━━━━━ Recorded data

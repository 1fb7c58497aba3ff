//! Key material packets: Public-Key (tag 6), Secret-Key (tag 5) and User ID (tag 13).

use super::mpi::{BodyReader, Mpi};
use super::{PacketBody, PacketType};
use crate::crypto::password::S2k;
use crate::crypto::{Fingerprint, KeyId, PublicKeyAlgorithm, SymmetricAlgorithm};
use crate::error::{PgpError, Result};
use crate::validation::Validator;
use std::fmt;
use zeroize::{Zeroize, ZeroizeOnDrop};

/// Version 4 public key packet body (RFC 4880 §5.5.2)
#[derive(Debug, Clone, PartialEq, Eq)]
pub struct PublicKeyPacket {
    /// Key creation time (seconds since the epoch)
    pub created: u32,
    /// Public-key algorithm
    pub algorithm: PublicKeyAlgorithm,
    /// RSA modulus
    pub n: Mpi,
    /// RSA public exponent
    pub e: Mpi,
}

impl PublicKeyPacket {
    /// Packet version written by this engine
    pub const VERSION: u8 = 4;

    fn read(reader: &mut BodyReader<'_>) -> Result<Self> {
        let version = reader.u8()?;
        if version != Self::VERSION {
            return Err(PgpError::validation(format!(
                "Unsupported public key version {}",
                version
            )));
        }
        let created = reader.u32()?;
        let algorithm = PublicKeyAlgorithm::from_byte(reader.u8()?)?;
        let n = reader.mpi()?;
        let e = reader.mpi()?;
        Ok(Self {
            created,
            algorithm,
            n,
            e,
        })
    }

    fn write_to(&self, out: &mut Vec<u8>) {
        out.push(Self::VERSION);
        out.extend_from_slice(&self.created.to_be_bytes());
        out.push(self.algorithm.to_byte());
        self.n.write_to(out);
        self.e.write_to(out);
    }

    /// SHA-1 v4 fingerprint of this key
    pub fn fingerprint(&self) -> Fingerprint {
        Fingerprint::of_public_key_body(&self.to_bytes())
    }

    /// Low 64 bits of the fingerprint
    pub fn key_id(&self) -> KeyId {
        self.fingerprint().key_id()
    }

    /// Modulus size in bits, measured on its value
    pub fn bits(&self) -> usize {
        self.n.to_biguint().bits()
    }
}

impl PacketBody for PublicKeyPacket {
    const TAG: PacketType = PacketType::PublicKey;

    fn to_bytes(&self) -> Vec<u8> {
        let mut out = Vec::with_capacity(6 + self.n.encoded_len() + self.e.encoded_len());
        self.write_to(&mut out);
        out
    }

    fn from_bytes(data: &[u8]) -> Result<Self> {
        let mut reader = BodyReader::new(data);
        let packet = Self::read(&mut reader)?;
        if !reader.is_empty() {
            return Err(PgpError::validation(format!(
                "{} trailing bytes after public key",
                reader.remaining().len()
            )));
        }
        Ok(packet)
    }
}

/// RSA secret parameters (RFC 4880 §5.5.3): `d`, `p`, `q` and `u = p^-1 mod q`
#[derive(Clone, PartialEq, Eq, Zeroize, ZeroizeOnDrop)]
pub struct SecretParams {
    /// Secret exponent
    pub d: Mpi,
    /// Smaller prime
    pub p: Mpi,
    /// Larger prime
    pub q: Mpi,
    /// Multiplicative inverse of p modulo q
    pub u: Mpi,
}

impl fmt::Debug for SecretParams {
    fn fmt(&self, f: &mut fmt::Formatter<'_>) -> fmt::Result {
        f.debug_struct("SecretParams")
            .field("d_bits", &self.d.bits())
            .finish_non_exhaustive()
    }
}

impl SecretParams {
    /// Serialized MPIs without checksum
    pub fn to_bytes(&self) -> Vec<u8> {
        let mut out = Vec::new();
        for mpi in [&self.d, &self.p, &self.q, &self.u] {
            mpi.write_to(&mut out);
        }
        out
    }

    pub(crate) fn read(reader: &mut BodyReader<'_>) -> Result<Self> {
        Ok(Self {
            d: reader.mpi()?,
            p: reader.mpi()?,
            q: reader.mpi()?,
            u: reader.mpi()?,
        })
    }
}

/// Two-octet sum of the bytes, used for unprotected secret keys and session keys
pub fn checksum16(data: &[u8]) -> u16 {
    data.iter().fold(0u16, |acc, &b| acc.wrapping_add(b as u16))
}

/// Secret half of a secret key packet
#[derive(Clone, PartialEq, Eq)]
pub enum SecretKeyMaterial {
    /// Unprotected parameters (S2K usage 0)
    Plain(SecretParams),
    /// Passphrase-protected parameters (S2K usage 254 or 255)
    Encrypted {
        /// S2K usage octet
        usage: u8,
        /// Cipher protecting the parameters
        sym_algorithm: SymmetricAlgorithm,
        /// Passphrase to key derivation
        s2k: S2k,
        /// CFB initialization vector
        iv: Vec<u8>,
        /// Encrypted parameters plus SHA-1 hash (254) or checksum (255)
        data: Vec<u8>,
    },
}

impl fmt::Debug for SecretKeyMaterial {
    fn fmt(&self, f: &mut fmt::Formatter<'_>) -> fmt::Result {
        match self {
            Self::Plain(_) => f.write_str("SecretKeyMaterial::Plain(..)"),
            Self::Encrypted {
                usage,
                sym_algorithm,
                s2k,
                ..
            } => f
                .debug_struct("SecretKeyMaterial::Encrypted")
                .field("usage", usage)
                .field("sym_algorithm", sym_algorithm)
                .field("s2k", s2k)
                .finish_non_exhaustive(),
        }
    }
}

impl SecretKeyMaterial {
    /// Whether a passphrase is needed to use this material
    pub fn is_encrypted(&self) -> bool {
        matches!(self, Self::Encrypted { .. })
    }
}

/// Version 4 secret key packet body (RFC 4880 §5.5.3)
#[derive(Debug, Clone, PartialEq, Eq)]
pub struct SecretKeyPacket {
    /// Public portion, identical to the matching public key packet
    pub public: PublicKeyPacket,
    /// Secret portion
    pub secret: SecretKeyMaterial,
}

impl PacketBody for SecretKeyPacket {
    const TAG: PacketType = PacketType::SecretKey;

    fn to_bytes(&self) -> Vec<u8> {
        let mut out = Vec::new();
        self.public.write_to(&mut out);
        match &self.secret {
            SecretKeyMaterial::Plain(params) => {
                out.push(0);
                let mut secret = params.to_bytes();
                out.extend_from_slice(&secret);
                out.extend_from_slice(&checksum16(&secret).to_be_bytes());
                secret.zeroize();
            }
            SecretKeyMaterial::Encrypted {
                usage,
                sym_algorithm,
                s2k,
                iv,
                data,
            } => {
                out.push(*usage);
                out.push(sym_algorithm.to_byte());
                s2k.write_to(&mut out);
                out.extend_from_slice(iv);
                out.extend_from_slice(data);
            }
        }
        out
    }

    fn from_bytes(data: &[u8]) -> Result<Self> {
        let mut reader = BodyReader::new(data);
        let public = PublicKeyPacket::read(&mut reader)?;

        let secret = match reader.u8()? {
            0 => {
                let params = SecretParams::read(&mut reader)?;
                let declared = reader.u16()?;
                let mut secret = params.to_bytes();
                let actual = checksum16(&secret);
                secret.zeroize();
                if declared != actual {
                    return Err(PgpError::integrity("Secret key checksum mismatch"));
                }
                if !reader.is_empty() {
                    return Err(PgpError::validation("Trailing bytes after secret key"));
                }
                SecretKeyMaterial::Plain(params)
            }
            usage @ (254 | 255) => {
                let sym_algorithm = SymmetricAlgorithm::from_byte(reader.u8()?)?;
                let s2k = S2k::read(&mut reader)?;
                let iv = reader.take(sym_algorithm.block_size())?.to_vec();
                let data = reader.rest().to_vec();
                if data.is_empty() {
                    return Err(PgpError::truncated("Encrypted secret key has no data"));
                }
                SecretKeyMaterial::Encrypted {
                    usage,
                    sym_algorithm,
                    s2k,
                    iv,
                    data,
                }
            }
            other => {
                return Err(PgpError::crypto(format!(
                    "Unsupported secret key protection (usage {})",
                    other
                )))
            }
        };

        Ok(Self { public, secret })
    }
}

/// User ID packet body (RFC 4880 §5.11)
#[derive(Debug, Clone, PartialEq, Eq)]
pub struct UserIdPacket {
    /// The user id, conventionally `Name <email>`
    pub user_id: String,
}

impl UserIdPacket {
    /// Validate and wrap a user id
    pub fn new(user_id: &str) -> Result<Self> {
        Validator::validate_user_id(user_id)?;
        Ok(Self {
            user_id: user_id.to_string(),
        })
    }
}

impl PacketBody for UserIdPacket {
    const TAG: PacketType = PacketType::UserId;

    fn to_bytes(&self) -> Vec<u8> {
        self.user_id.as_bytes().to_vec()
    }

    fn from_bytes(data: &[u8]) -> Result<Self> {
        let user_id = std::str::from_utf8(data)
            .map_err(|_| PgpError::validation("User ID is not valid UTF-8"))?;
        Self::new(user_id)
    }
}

━━━━━━━━━━

Print, please, the lines above from the very first through the one that holds "since the epoch)", both included, word for word and with nothing else.

repository 1fb7c58497aba3ff
//! Key material packets: Public-Key (tag 6), Secret-Key (tag 5) and User ID (tag 13).

use super::mpi::{BodyReader, Mpi};
use super::{PacketBody, PacketType};
use crate::crypto::password::S2k;
use crate::crypto::{Fingerprint, KeyId, PublicKeyAlgorithm, SymmetricAlgorithm};
use crate::error::{PgpError, Result};
use crate::validation::Validator;
use std::fmt;
use zeroize::{Zeroize, ZeroizeOnDrop};

/// Version 4 public key packet body (RFC 4880 §5.5.2)
#[derive(Debug, Clone, PartialEq, Eq)]
pub struct PublicKeyPacket {
    /// Key creation time (seconds since the epoch)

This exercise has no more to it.